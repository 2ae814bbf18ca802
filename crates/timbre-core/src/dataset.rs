//! Dataset collaborator interface and batching.
//!
//! The corpus pipeline (feature extraction from raw recordings) lives outside
//! this workspace. It only has to expose a finite, re-iterable collection of
//! [`ControlExample`]s of equal length.

use crate::error::{Error, Result};
use rand::rngs::StdRng;
use rand::seq::SliceRandom;

/// One training example: audio chunk plus frame-aligned controls.
#[derive(Debug, Clone, PartialEq)]
pub struct ControlExample {
    /// Mono samples, `frames × hop_size` long
    pub audio: Vec<f32>,
    /// Fundamental frequency per frame (Hz)
    pub pitch: Vec<f32>,
    /// Loudness per frame (dB-like)
    pub loudness: Vec<f32>,
}

impl ControlExample {
    pub fn frames(&self) -> usize {
        self.pitch.len()
    }

    /// Check frame alignment against the analysis hop.
    pub fn validate(&self, hop_size: usize) -> Result<()> {
        if self.pitch.len() != self.loudness.len() {
            return Err(Error::Dataset(format!(
                "pitch has {} frames but loudness has {}",
                self.pitch.len(),
                self.loudness.len()
            )));
        }
        if self.audio.len() != self.pitch.len() * hop_size {
            return Err(Error::Dataset(format!(
                "{} samples do not match {} frames at hop {}",
                self.audio.len(),
                self.pitch.len(),
                hop_size
            )));
        }
        Ok(())
    }
}

/// Finite, indexable source of training examples.
pub trait ControlDataset {
    fn len(&self) -> usize;

    fn example(&self, index: usize) -> Result<ControlExample>;

    fn is_empty(&self) -> bool {
        self.len() == 0
    }
}

/// Dataset held entirely in memory.
#[derive(Debug, Clone, Default)]
pub struct MemoryDataset {
    examples: Vec<ControlExample>,
}

impl MemoryDataset {
    pub fn new(examples: Vec<ControlExample>) -> Self {
        Self { examples }
    }

    pub fn push(&mut self, example: ControlExample) {
        self.examples.push(example);
    }
}

impl ControlDataset for MemoryDataset {
    fn len(&self) -> usize {
        self.examples.len()
    }

    fn example(&self, index: usize) -> Result<ControlExample> {
        self.examples
            .get(index)
            .cloned()
            .ok_or_else(|| Error::Dataset(format!("index {} out of range", index)))
    }
}

/// A batch of examples laid out row-major (`[batch, time]`).
#[derive(Debug, Clone, PartialEq)]
pub struct ControlBatch {
    pub batch_size: usize,
    pub frames: usize,
    pub samples: usize,
    pub audio: Vec<f32>,
    pub pitch: Vec<f32>,
    pub loudness: Vec<f32>,
}

impl ControlBatch {
    /// Stack examples that all share `frames` control frames at `hop_size`.
    pub fn stack(examples: &[ControlExample], frames: usize, hop_size: usize) -> Result<Self> {
        if examples.is_empty() {
            return Err(Error::Dataset("cannot build an empty batch".into()));
        }
        let samples = frames * hop_size;
        let mut audio = Vec::with_capacity(examples.len() * samples);
        let mut pitch = Vec::with_capacity(examples.len() * frames);
        let mut loudness = Vec::with_capacity(examples.len() * frames);

        for example in examples {
            example.validate(hop_size)?;
            if example.frames() != frames {
                return Err(Error::Dataset(format!(
                    "expected {} frames per example, got {}",
                    frames,
                    example.frames()
                )));
            }
            audio.extend_from_slice(&example.audio);
            pitch.extend_from_slice(&example.pitch);
            loudness.extend_from_slice(&example.loudness);
        }

        Ok(Self {
            batch_size: examples.len(),
            frames,
            samples,
            audio,
            pitch,
            loudness,
        })
    }

    /// Loudness standardized with the run's statistics.
    pub fn normalized_loudness(&self, stats: &crate::LoudnessStats) -> Vec<f32> {
        self.loudness.iter().map(|&l| stats.normalize(l)).collect()
    }
}

/// Iterator over fixed-size batches, dropping the incomplete tail.
pub struct Batches<'a, D: ControlDataset + ?Sized> {
    dataset: &'a D,
    order: Vec<usize>,
    cursor: usize,
    batch_size: usize,
    frames: usize,
    hop_size: usize,
}

impl<'a, D: ControlDataset + ?Sized> Batches<'a, D> {
    /// Batches in dataset order, or shuffled when an RNG is given.
    pub fn new(
        dataset: &'a D,
        batch_size: usize,
        frames: usize,
        hop_size: usize,
        shuffle: Option<&mut StdRng>,
    ) -> Self {
        let mut order: Vec<usize> = (0..dataset.len()).collect();
        if let Some(rng) = shuffle {
            order.shuffle(rng);
        }
        Self {
            dataset,
            order,
            cursor: 0,
            batch_size: batch_size.max(1),
            frames,
            hop_size,
        }
    }

    /// Number of complete batches per pass.
    pub fn count_for(len: usize, batch_size: usize) -> usize {
        len / batch_size.max(1)
    }
}

impl<D: ControlDataset + ?Sized> Iterator for Batches<'_, D> {
    type Item = Result<ControlBatch>;

    fn next(&mut self) -> Option<Self::Item> {
        let end = self.cursor + self.batch_size;
        if end > self.order.len() {
            return None;
        }
        let indices = &self.order[self.cursor..end];
        self.cursor = end;

        let examples: Result<Vec<_>> = indices.iter().map(|&i| self.dataset.example(i)).collect();
        Some(examples.and_then(|ex| ControlBatch::stack(&ex, self.frames, self.hop_size)))
    }
}
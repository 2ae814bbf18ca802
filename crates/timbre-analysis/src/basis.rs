//! Fixed linear operators consumed by the differentiable synthesis code.
//!
//! Tensor frameworks without an FFT op can still express every transform
//! the synthesizer needs as a matrix product (or strided convolution) with
//! a constant basis. The bases are built here once, on the CPU, from plain
//! `&[f32]` buffers. All matrices are row-major.

use crate::window::hann;
use core::f64::consts::PI;
use rustfft::{num_complex::Complex, FftPlanner};
use timbre_core::Scale;

/// Windowed DFT basis of one analysis scale, `[bins, window]` per part.
///
/// Correlating a frame with row `k` of `re`/`im` yields the real/imaginary
/// part of bin `k`, already Hann-windowed and scaled by `1 / sqrt(window)`.
#[derive(Debug, Clone)]
pub struct StftBasis {
    pub bins: usize,
    pub window: usize,
    pub re: Vec<f32>,
    pub im: Vec<f32>,
}

impl StftBasis {
    pub fn new(scale: Scale) -> Self {
        let n = scale.window;
        let bins = scale.bins();
        let window = hann(n);
        let norm = 1.0 / (n as f64).sqrt();

        let mut re = Vec::with_capacity(bins * n);
        let mut im = Vec::with_capacity(bins * n);
        for k in 0..bins {
            for (m, &w) in window.iter().enumerate() {
                // Reduce before scaling so large windows keep precision
                let angle = 2.0 * PI * ((k * m) % n) as f64 / n as f64;
                re.push((w as f64 * angle.cos() * norm) as f32);
                im.push((-(w as f64) * angle.sin() * norm) as f32);
            }
        }

        Self {
            bins,
            window: n,
            re,
            im,
        }
    }
}

/// Layout of the block-wise filtered noise.
///
/// Each control frame filters `hop` noise samples with an impulse response
/// of `impulse_len` taps. The linear convolution spans `hop + impulse_len - 1`
/// samples, split into `chunks` hop-sized pieces that are overlap-added into
/// the following frames. `fft_size = chunks × hop` so the spectral product
/// never wraps around.
#[derive(Debug, Clone, Copy, PartialEq, Eq)]
pub struct NoiseLayout {
    pub hop: usize,
    pub bands: usize,
    pub impulse_len: usize,
    pub chunks: usize,
    pub fft_size: usize,
}

impl NoiseLayout {
    pub fn new(hop: usize, bands: usize) -> Self {
        let impulse_len = 2 * (bands.max(2) - 1);
        let span = hop + impulse_len - 1;
        let chunks = span.div_ceil(hop.max(1));
        Self {
            hop,
            bands,
            impulse_len,
            chunks,
            fft_size: chunks * hop,
        }
    }

    /// One-sided spectrum length at `fft_size`.
    pub fn spectrum_bins(&self) -> usize {
        self.fft_size / 2 + 1
    }
}

/// Maps band amplitudes to the spectrum of the filter's impulse response.
///
/// A band vector is read as a zero-phase magnitude response. Its inverse real
/// DFT is rotated to the middle of `impulse_len` taps and Hann-windowed, giving
/// a linear-phase FIR whose `fft_size`-point spectrum is a linear function of
/// the amplitudes. The returned matrices are `[bands, fft_size / 2 + 1]`.
#[derive(Debug, Clone)]
pub struct FilterResponseBasis {
    pub bands: usize,
    pub bins: usize,
    pub re: Vec<f32>,
    pub im: Vec<f32>,
}

impl FilterResponseBasis {
    pub fn new(layout: NoiseLayout) -> Self {
        let taps = layout.impulse_len;
        let n = layout.fft_size;
        let bins = layout.spectrum_bins();
        let window = hann(taps);
        let fft = FftPlanner::<f64>::new().plan_fft_forward(n);

        let mut re = Vec::with_capacity(layout.bands * bins);
        let mut im = Vec::with_capacity(layout.bands * bins);
        let mut buffer = vec![Complex::new(0.0f64, 0.0); n];

        for band in 0..layout.bands {
            let weight = if band == 0 || band == layout.bands - 1 {
                1.0
            } else {
                2.0
            };
            buffer.fill(Complex::new(0.0, 0.0));
            for (m, &w) in window.iter().enumerate() {
                let lag = (m + taps / 2) % taps;
                let angle = 2.0 * PI * ((band * lag) % taps) as f64 / taps as f64;
                buffer[m] = Complex::new(w as f64 * weight * angle.cos() / taps as f64, 0.0);
            }
            fft.process(&mut buffer);
            re.extend(buffer[..bins].iter().map(|c| c.re as f32));
            im.extend(buffer[..bins].iter().map(|c| c.im as f32));
        }

        Self {
            bands: layout.bands,
            bins,
            re,
            im,
        }
    }
}

/// Inverse real DFT as two `[n / 2 + 1, n]` matrices.
///
/// `signal = spectrum_re · re + spectrum_im · im`. Imaginary parts of the DC
/// and Nyquist bins are ignored, as an inverse real FFT does.
#[derive(Debug, Clone)]
pub struct InverseRealDft {
    pub size: usize,
    pub bins: usize,
    pub re: Vec<f32>,
    pub im: Vec<f32>,
}

impl InverseRealDft {
    pub fn new(size: usize) -> Self {
        let bins = size / 2 + 1;
        let mut re = Vec::with_capacity(bins * size);
        let mut im = Vec::with_capacity(bins * size);

        for j in 0..bins {
            let self_conjugate = j == 0 || (size % 2 == 0 && j == size / 2);
            let weight = if self_conjugate { 1.0 } else { 2.0 } / size as f64;
            for t in 0..size {
                let angle = 2.0 * PI * ((j * t) % size) as f64 / size as f64;
                re.push((weight * angle.cos()) as f32);
                im.push(if self_conjugate {
                    0.0
                } else {
                    (-weight * angle.sin()) as f32
                });
            }
        }

        Self { size, bins, re, im }
    }
}

/// Forward real DFT of a zero-padded block as two `[input_len, size / 2 + 1]`
/// matrices.
///
/// `spectrum_re = block · re`, `spectrum_im = block · im` for a block of
/// `input_len` samples padded with zeros to `size`.
#[derive(Debug, Clone)]
pub struct RealDft {
    pub input_len: usize,
    pub size: usize,
    pub bins: usize,
    pub re: Vec<f32>,
    pub im: Vec<f32>,
}

impl RealDft {
    pub fn new(input_len: usize, size: usize) -> Self {
        let bins = size / 2 + 1;
        let mut re = Vec::with_capacity(input_len * bins);
        let mut im = Vec::with_capacity(input_len * bins);

        for t in 0..input_len {
            for j in 0..bins {
                let angle = 2.0 * PI * ((j * t) % size) as f64 / size as f64;
                re.push(angle.cos() as f32);
                im.push(-angle.sin() as f32);
            }
        }

        Self {
            input_len,
            size,
            bins,
            re,
            im,
        }
    }
}

/// One-sided spectra of consecutive blocks, each zero-padded to `fft_size`.
///
/// Returns `(re, im)`, each `[blocks.len() / block_len, fft_size / 2 + 1]`.
pub fn rfft_blocks(blocks: &[f32], block_len: usize, fft_size: usize) -> (Vec<f32>, Vec<f32>) {
    let bins = fft_size / 2 + 1;
    let count = blocks.len() / block_len.max(1);
    let fft = FftPlanner::<f32>::new().plan_fft_forward(fft_size);

    let mut re = Vec::with_capacity(count * bins);
    let mut im = Vec::with_capacity(count * bins);
    let mut buffer = vec![Complex::new(0.0f32, 0.0); fft_size];

    for block in blocks.chunks_exact(block_len) {
        buffer.fill(Complex::new(0.0, 0.0));
        for (slot, &x) in buffer.iter_mut().zip(block.iter()) {
            *slot = Complex::new(x, 0.0);
        }
        fft.process(&mut buffer);
        re.extend(buffer[..bins].iter().map(|c| c.re));
        im.extend(buffer[..bins].iter().map(|c| c.im));
    }

    (re, im)
}
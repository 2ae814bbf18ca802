//! Run modes handled by the single entry point.

use crate::error::{Error, Result};
use std::path::PathBuf;
use std::str::FromStr;

/// What a run does with its model.
#[derive(Debug, Clone, PartialEq, Eq)]
pub enum RunMode {
    /// Optimize a fresh model and keep the best checkpoint
    Train,
    /// Render one batch from this run's own best checkpoint
    Test,
    /// Render one batch from another run's checkpoint and statistics
    Transfer {
        /// Run directory whose checkpoint and config are reused
        source_run: PathBuf,
    },
}

impl RunMode {
    /// Train mode shuffles batches; the render modes iterate in order.
    pub fn shuffles(&self) -> bool {
        matches!(self, RunMode::Train)
    }
}

impl FromStr for RunMode {
    type Err = Error;

    /// Parses `train`, `test` or `transfer:<source run dir>`.
    fn from_str(s: &str) -> Result<Self> {
        match s.split_once(':') {
            Some(("transfer", source)) if !source.is_empty() => Ok(RunMode::Transfer {
                source_run: PathBuf::from(source),
            }),
            None if s == "train" => Ok(RunMode::Train),
            None if s == "test" => Ok(RunMode::Test),
            _ => Err(Error::InvalidConfig(format!("unknown run mode '{}'", s))),
        }
    }
}
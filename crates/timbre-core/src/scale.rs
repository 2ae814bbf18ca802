//! Spectral analysis scale (window size + overlap).

use crate::error::{Error, Result};
use serde::{Deserialize, Serialize};

/// One time-frequency resolution of the multiscale analysis.
///
/// The hop is derived as `window × (1 − overlap)`, truncated to whole samples.
/// Frames are centered on hop positions with `window / 2` samples of zero
/// padding on each side, so a window longer than the signal still yields
/// at least one frame.
#[derive(Debug, Clone, Copy, PartialEq, Serialize, Deserialize)]
pub struct Scale {
    /// Window (and FFT) size in samples
    pub window: usize,
    /// Fraction of the window shared by consecutive frames, in `[0, 1)`
    pub overlap: f32,
}

impl Scale {
    pub fn new(window: usize, overlap: f32) -> Result<Self> {
        let scale = Self { window, overlap };
        scale.validate()?;
        Ok(scale)
    }

    /// Same overlap for every window size, the usual multiscale setup.
    pub fn uniform(windows: &[usize], overlap: f32) -> Result<Vec<Self>> {
        windows.iter().map(|&w| Self::new(w, overlap)).collect()
    }

    pub fn hop(&self) -> usize {
        (self.window as f64 * (1.0 - self.overlap as f64)) as usize
    }

    /// Number of frequency bins of the one-sided spectrum.
    pub fn bins(&self) -> usize {
        self.window / 2 + 1
    }

    /// Zero padding applied on each side of the signal.
    pub fn pad(&self) -> usize {
        self.window / 2
    }

    /// Number of centered frames produced for a signal of `len` samples.
    pub fn frames(&self, len: usize) -> usize {
        (len + 2 * self.pad()).saturating_sub(self.window) / self.hop() + 1
    }

    pub fn validate(&self) -> Result<()> {
        if self.window < 2 {
            return Err(Error::InvalidScaleConfiguration(format!(
                "window must be at least 2 samples, got {}",
                self.window
            )));
        }
        if !(0.0..1.0).contains(&self.overlap) {
            return Err(Error::InvalidScaleConfiguration(format!(
                "overlap must be in [0, 1), got {}",
                self.overlap
            )));
        }
        if self.hop() == 0 {
            return Err(Error::InvalidScaleConfiguration(format!(
                "window {} with overlap {} rounds to a zero hop",
                self.window, self.overlap
            )));
        }
        Ok(())
    }

    /// Check that this scale can analyse a signal of `len` samples.
    pub fn check_signal(&self, len: usize) -> Result<()> {
        self.validate()?;
        if len == 0 {
            return Err(Error::InvalidScaleConfiguration(
                "cannot analyse an empty signal".into(),
            ));
        }
        Ok(())
    }
}
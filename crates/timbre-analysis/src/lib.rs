//! # Timbre Analysis
//!
//! Spectral analysis for the timbre synthesizer:
//! - **STFT magnitudes**: single- and multi-scale, centered, Hann-windowed
//! - **Safe log**: `ln(x + ε)` for near-silent frames
//! - **Spectral distance**: the multiscale linear + log magnitude distance on host buffers
//! - **Bases**: constant DFT, filter-response and inverse-DFT matrices used by
//!   the differentiable model
//!
//! All functions operate on raw `&[f32]` sample buffers - no framework dependencies.
//!
//! ## Example
//!
//! ```rust
//! use timbre_analysis::{multiscale_magnitudes, spectral_distance};
//! use timbre_core::Scale;
//!
//! let samples: Vec<f32> = vec![0.0; 16000];
//! let scales = Scale::uniform(&[1024, 256], 0.75).unwrap();
//!
//! let spectrograms = multiscale_magnitudes(&samples, &scales).unwrap();
//! assert_eq!(spectrograms.len(), 2);
//! assert_eq!(spectral_distance(&samples, &samples, &scales).unwrap(), 0.0);
//! ```

pub mod basis;
pub mod stft;
pub mod window;

pub use basis::{
    rfft_blocks, FilterResponseBasis, InverseRealDft, NoiseLayout, RealDft, StftBasis,
};
pub use stft::{
    multiscale_magnitudes, safe_log, spectral_distance, stft_magnitude, Spectrogram, LOG_EPSILON,
};
pub use window::hann;
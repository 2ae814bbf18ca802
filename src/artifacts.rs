//! Files a run leaves behind: mono WAV renders and the persisted config.

use crate::error::{Error, Result};
use hound::{SampleFormat, WavSpec, WavWriter};
use std::path::{Path, PathBuf};
use timbre_core::RunConfig;

/// Name of the configuration persisted next to the checkpoint.
pub const RUN_CONFIG_FILE: &str = "config.toml";

pub const TEST_REF: &str = "test_ref.wav";
pub const TEST_SYNTH: &str = "test_synth.wav";
pub const TEST_SYNTH_HARMONIC: &str = "test_synth_harmonic.wav";
pub const TEST_SYNTH_NOISE: &str = "test_synth_noise.wav";

/// Training probe for `epoch`, e.g. `eval_000010.wav`.
pub fn eval_clip_name(epoch: usize) -> String {
    format!("eval_{epoch:06}.wav")
}

pub fn run_config_path(run_dir: &Path) -> PathBuf {
    run_dir.join(RUN_CONFIG_FILE)
}

/// Persist `config` (including loudness statistics) into `run_dir`.
pub fn save_run_config(run_dir: &Path, config: &RunConfig) -> Result<PathBuf> {
    let path = run_config_path(run_dir);
    config.save(&path)?;
    tracing::info!("Wrote run configuration to {}", path.display());
    Ok(path)
}

/// Read the configuration a previous run persisted.
pub fn load_run_config(run_dir: &Path) -> Result<RunConfig> {
    Ok(RunConfig::load(&run_config_path(run_dir))?)
}

/// Write mono 32-bit float samples.
pub fn write_wav(path: &Path, samples: &[f32], sample_rate: u32) -> Result<()> {
    if let Some(parent) = path.parent() {
        std::fs::create_dir_all(parent)?;
    }

    let spec = WavSpec {
        channels: 1,
        sample_rate,
        bits_per_sample: 32,
        sample_format: SampleFormat::Float,
    };

    let mut writer = WavWriter::create(path, spec)?;
    for &sample in samples {
        writer.write_sample(sample)?;
    }
    writer.finalize()?;

    tracing::debug!("Wrote {} samples to {}", samples.len(), path.display());
    Ok(())
}

/// Interleave row-major `[batch, samples]` buffers per example:
/// `original[0], reconstruction[0], original[1], ...`.
pub fn eval_clip(original: &[f32], reconstruction: &[f32], samples: usize) -> Result<Vec<f32>> {
    if original.len() != reconstruction.len() || samples == 0 || original.len() % samples != 0 {
        return Err(Error::Audio(format!(
            "cannot pair {} original with {} reconstructed samples in rows of {}",
            original.len(),
            reconstruction.len(),
            samples
        )));
    }

    let mut clip = Vec::with_capacity(original.len() * 2);
    for (a, b) in original
        .chunks_exact(samples)
        .zip(reconstruction.chunks_exact(samples))
    {
        clip.extend_from_slice(a);
        clip.extend_from_slice(b);
    }
    Ok(clip)
}
//! Training controller.
//!
//! Epochs over batches, one optimizer step per batch. Every `eval_interval`
//! epochs the controller logs the learning rate and reverb parameters,
//! compares the interval's mean loss with the best so far, saves the
//! checkpoint on improvement and writes an audio probe of the last batch.

use crate::artifacts::{eval_clip, eval_clip_name, save_run_config, write_wav};
use crate::error::{Error, Result};
use crate::scalars::ScalarLog;
use burn::optim::{AdamConfig, GradientsParams, Optimizer};
use burn::prelude::*;
use burn::tensor::backend::AutodiffBackend;
use std::path::PathBuf;
use timbre_burn::convert::{scalar, tensor_from_vec, tensor_to_vec};
use timbre_burn::{
    save_checkpoint, ComputeContext, MultiscaleSpectralLoss, SynthesisKernels, SynthesisModel,
};
use timbre_core::{
    Batches, ControlBatch, ControlDataset, Error as CoreError, LoudnessStats, RunConfig,
    TrainingState,
};

/// Random stream shuffling the batch order.
const SHUFFLE_STREAM: u64 = 1;
/// Random stream feeding the noise generator during training.
const TRAIN_NOISE_STREAM: u64 = 2;

/// What a finished training run produced.
#[derive(Debug, Clone)]
pub struct TrainingSummary {
    pub run_dir: PathBuf,
    pub steps: u64,
    pub epochs: usize,
    /// Best interval mean loss, infinite if no interval ever closed
    pub best_loss: f64,
    /// Number of times the best checkpoint was (over)written
    pub checkpoints_written: usize,
    pub loudness: LoudnessStats,
}

/// Tensors for one batch: audio `[b, samples]`, pitch and normalized
/// loudness `[b, frames]`.
pub(crate) fn batch_tensors<B: Backend>(
    batch: &ControlBatch,
    stats: &LoudnessStats,
    device: &B::Device,
) -> (Tensor<B, 2>, Tensor<B, 2>, Tensor<B, 2>) {
    let rows = batch.batch_size;
    (
        tensor_from_vec(batch.audio.clone(), [rows, batch.samples], device),
        tensor_from_vec(batch.pitch.clone(), [rows, batch.frames], device),
        tensor_from_vec(batch.normalized_loudness(stats), [rows, batch.frames], device),
    )
}

/// Train a fresh model on `dataset` and keep its best checkpoint in the
/// run directory.
pub fn train<B, D, L>(
    config: &RunConfig,
    dataset: &D,
    ctx: &ComputeContext<B>,
    scalars: &mut L,
) -> Result<TrainingSummary>
where
    B: AutodiffBackend,
    D: ControlDataset + ?Sized,
    L: ScalarLog + ?Sized,
{
    config.validate()?;
    let model_config = &config.model;
    let train_config = &config.train;
    let run_dir = train_config.run_dir();
    let frames = model_config.frames();
    let hop = model_config.hop_size;
    let batch_size = train_config.batch_size;

    let batches_per_epoch = Batches::<D>::count_for(dataset.len(), batch_size);
    if batches_per_epoch == 0 {
        return Err(CoreError::Dataset(format!(
            "{} examples do not fill one batch of {}",
            dataset.len(),
            batch_size
        ))
        .into());
    }
    if dataset.len() % batch_size != 0 {
        tracing::warn!(
            "Dropping {} examples per epoch that do not fill a batch",
            dataset.len() % batch_size
        );
    }
    let epochs = train_config.steps.div_ceil(batches_per_epoch as u64) as usize;

    let stats = LoudnessStats::compute(dataset)?;
    save_run_config(&run_dir, &config.clone().with_loudness_stats(stats))?;

    let mut model = SynthesisModel::new(model_config, ctx)?;
    let kernels = SynthesisKernels::new(model_config, ctx.device());
    let loss_fn = MultiscaleSpectralLoss::new(&train_config.scales, ctx.device())?;
    let mut optimizer = AdamConfig::new().init::<B, SynthesisModel<B>>();
    let schedule = train_config.schedule();

    let mut state = TrainingState::default();
    let mut order = ctx.rng(SHUFFLE_STREAM);
    let mut noise = ctx.noise_source(TRAIN_NOISE_STREAM);
    let mut checkpoints_written = 0;

    tracing::info!(
        "Training {} for {} epochs of {} batches ({} steps requested)",
        run_dir.display(),
        epochs,
        batches_per_epoch,
        train_config.steps
    );

    for epoch in 0..epochs {
        state.epoch = epoch;
        let mut probe = None;

        for batch in Batches::new(dataset, batch_size, frames, hop, Some(&mut order)) {
            let batch = batch?;
            let (audio, pitch, loudness) = batch_tensors::<B>(&batch, &stats, ctx.device());

            let synthesis = model.forward(&kernels, pitch, loudness, &mut noise)?;
            let loss = loss_fn.forward(audio.clone(), synthesis.signal.clone())?;
            let value = scalar(loss.clone()) as f64;
            if !value.is_finite() {
                return Err(Error::NumericInstability {
                    step: state.step,
                    loss: value,
                });
            }

            let grads = GradientsParams::from_grads(loss.backward(), &model);
            model = optimizer.step(schedule.rate(state.step), model, grads);

            scalars.scalar("loss", value, state.step);
            state.record_step(value);
            probe = Some((audio, synthesis.signal.detach(), batch.samples));
        }

        if epoch % train_config.eval_interval != 0 {
            continue;
        }

        let (decay, wet) = model.reverb_parameters();
        let index = epoch as u64;
        scalars.scalar("lr", schedule.rate(state.step), index);
        scalars.scalar("reverb_decay", decay as f64, index);
        scalars.scalar("reverb_wet", wet as f64, index);

        if let Some(mean) = state.close_interval() {
            tracing::info!("Epoch {}: interval loss improved to {:.6}", epoch, mean);
            save_checkpoint(&model, &run_dir)?;
            checkpoints_written += 1;
        }

        if let Some((audio, signal, samples)) = probe {
            let clip = eval_clip(&tensor_to_vec(audio)?, &tensor_to_vec(signal)?, samples)?;
            write_wav(
                &run_dir.join(eval_clip_name(epoch)),
                &clip,
                model_config.sample_rate,
            )?;
        }
    }

    tracing::info!(
        "Finished {} steps; best interval loss {:.6}",
        state.step,
        state.best_loss
    );

    Ok(TrainingSummary {
        run_dir,
        steps: state.step,
        epochs,
        best_loss: state.best_loss,
        checkpoints_written,
        loudness: stats,
    })
}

----------------

▶ [Exercise details] Copy exactly the stretch of data above from the line with "checkpoint was (over)written" through the line with "let kernels = SynthesisKernels::new(model_config, ctx.device());", and omit all other lines.

▶ [Response]
    /// Number of times the best checkpoint was (over)written
    pub checkpoints_written: usize,
    pub loudness: LoudnessStats,
}

/// Tensors for one batch: audio `[b, samples]`, pitch and normalized
/// loudness `[b, frames]`.
pub(crate) fn batch_tensors<B: Backend>(
    batch: &ControlBatch,
    stats: &LoudnessStats,
    device: &B::Device,
) -> (Tensor<B, 2>, Tensor<B, 2>, Tensor<B, 2>) {
    let rows = batch.batch_size;
    (
        tensor_from_vec(batch.audio.clone(), [rows, batch.samples], device),
        tensor_from_vec(batch.pitch.clone(), [rows, batch.frames], device),
        tensor_from_vec(batch.normalized_loudness(stats), [rows, batch.frames], device),
    )
}

/// Train a fresh model on `dataset` and keep its best checkpoint in the
/// run directory.
pub fn train<B, D, L>(
    config: &RunConfig,
    dataset: &D,
    ctx: &ComputeContext<B>,
    scalars: &mut L,
) -> Result<TrainingSummary>
where
    B: AutodiffBackend,
    D: ControlDataset + ?Sized,
    L: ScalarLog + ?Sized,
{
    config.validate()?;
    let model_config = &config.model;
    let train_config = &config.train;
    let run_dir = train_config.run_dir();
    let frames = model_config.frames();
    let hop = model_config.hop_size;
    let batch_size = train_config.batch_size;

    let batches_per_epoch = Batches::<D>::count_for(dataset.len(), batch_size);
    if batches_per_epoch == 0 {
        return Err(CoreError::Dataset(format!(
            "{} examples do not fill one batch of {}",
            dataset.len(),
            batch_size
        ))
        .into());
    }
    if dataset.len() % batch_size != 0 {
        tracing::warn!(
            "Dropping {} examples per epoch that do not fill a batch",
            dataset.len() % batch_size
        );
    }
    let epochs = train_config.steps.div_ceil(batches_per_epoch as u64) as usize;

    let stats = LoudnessStats::compute(dataset)?;
    save_run_config(&run_dir, &config.clone().with_loudness_stats(stats))?;

    let mut model = SynthesisModel::new(model_config, ctx)?;
    let kernels = SynthesisKernels::new(model_config, ctx.device());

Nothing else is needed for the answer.